◆ Instructions for the task ◆
All that is wanted is how many lines in the records below include the string "results".

◆ Material provided ◆
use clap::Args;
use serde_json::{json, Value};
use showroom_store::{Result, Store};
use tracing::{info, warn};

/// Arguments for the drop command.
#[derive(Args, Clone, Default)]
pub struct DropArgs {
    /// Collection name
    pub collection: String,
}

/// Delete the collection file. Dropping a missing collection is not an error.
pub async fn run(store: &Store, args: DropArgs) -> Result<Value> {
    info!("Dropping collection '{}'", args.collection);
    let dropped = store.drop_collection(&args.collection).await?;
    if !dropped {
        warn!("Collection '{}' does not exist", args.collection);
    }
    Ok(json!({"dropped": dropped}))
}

...

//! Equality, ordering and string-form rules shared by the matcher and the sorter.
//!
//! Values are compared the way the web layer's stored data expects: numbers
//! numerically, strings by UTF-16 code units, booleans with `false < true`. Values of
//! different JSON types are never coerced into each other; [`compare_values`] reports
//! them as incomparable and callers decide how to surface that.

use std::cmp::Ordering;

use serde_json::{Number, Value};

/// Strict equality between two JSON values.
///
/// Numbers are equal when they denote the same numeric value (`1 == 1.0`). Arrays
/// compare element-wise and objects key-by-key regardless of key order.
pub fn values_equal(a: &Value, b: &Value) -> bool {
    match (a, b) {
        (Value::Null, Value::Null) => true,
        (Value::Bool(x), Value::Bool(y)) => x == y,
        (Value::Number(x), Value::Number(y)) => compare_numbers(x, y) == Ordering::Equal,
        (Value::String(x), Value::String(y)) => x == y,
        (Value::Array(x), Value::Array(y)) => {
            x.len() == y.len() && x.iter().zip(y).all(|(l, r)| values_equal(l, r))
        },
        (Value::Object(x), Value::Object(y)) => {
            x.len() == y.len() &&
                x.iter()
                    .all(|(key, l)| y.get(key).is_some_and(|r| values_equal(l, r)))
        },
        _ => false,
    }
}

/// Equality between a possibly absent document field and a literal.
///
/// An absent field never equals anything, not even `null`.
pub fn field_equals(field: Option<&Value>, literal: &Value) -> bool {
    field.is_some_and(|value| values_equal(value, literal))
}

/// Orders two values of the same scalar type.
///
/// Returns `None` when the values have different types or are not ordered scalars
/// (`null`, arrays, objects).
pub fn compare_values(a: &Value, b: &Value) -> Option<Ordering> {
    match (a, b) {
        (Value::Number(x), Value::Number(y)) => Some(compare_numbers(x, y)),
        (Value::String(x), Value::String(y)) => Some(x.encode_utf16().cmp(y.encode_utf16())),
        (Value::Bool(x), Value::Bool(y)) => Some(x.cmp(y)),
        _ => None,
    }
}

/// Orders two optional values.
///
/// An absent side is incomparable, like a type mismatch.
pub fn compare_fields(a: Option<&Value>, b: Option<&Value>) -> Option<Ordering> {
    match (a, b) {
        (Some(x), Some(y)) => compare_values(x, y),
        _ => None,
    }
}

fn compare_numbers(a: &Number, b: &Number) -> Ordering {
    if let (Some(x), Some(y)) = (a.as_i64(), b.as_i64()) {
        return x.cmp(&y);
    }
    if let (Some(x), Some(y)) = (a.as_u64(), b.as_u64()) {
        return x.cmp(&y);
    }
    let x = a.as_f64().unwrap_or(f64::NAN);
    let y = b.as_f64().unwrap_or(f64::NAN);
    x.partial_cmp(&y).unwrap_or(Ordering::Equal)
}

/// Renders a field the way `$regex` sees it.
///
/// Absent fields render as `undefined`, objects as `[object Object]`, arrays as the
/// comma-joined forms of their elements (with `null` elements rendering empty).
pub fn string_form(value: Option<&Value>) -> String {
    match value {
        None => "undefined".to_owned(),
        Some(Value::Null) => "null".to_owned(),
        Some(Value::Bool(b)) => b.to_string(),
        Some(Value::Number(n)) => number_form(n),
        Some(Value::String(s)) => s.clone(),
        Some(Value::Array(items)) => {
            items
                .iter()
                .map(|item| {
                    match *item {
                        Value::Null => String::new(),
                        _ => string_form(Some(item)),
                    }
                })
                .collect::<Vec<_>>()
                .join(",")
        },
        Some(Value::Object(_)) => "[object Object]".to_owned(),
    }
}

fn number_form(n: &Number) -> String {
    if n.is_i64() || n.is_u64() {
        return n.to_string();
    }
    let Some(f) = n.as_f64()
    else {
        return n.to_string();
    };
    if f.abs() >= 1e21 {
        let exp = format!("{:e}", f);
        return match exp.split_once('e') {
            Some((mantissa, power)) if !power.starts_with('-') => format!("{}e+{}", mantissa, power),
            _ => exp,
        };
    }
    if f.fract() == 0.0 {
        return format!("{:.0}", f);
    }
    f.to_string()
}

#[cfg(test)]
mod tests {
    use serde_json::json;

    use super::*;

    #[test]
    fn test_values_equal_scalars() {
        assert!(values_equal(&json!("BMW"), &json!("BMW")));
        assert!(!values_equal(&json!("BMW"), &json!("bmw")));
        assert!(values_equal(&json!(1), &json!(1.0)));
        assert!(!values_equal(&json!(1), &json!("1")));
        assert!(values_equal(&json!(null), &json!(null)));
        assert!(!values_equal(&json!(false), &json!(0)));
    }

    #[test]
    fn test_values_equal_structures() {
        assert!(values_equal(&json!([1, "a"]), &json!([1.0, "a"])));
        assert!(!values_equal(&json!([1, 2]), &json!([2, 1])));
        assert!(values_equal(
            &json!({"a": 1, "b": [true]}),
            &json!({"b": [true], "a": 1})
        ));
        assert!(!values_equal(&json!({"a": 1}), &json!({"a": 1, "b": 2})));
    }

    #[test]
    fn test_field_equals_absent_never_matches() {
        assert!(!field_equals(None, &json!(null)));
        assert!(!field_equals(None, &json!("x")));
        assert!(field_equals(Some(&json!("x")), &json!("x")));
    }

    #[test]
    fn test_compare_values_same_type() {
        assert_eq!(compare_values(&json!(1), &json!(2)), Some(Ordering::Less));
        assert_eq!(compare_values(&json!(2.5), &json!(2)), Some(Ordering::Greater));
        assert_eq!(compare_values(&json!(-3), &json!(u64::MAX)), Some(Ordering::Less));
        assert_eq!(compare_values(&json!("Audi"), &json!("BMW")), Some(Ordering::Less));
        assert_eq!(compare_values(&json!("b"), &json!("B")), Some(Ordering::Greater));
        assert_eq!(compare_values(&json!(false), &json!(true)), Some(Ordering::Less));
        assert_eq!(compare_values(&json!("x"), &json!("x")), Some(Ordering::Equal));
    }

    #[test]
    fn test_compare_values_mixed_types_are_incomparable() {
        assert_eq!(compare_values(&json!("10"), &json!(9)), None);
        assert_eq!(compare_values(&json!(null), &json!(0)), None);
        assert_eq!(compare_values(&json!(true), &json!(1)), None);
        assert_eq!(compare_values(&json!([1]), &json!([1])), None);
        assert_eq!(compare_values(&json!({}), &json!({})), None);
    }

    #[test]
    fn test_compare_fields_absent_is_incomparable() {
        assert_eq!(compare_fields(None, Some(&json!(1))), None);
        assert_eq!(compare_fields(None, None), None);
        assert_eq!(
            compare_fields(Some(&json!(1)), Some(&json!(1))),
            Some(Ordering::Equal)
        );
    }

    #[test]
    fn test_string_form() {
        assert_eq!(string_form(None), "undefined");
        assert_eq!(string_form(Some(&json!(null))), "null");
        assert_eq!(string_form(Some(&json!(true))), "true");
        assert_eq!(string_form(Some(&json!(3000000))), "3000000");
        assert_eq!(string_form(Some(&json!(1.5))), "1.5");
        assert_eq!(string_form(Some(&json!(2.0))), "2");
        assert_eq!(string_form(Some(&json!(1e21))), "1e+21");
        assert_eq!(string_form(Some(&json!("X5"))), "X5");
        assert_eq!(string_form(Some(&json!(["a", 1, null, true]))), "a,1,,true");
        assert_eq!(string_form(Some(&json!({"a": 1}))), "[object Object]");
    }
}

* * *

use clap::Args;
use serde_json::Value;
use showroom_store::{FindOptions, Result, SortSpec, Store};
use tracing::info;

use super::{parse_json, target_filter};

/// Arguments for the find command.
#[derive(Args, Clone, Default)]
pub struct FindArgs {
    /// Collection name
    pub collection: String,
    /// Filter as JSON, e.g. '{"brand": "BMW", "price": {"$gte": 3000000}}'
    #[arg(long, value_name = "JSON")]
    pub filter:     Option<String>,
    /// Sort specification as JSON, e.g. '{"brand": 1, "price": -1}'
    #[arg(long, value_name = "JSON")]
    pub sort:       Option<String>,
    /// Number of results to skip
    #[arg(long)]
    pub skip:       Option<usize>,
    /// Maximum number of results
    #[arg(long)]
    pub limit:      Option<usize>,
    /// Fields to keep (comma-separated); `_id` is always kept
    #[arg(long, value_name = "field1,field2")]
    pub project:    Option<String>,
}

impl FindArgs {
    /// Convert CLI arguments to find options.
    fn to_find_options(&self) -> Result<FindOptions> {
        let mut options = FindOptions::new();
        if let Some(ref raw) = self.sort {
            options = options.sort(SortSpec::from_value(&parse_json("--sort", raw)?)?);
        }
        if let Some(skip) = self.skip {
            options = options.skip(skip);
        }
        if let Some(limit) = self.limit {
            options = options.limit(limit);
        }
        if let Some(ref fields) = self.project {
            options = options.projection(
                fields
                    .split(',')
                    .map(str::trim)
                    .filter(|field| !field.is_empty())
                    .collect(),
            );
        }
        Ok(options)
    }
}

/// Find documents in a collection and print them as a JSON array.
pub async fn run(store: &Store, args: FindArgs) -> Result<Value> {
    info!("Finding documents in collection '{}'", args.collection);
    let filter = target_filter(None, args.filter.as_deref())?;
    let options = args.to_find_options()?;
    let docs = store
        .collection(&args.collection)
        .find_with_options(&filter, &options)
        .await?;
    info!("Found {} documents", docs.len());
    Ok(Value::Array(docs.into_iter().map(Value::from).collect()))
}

◆ Exercise solution ◆
2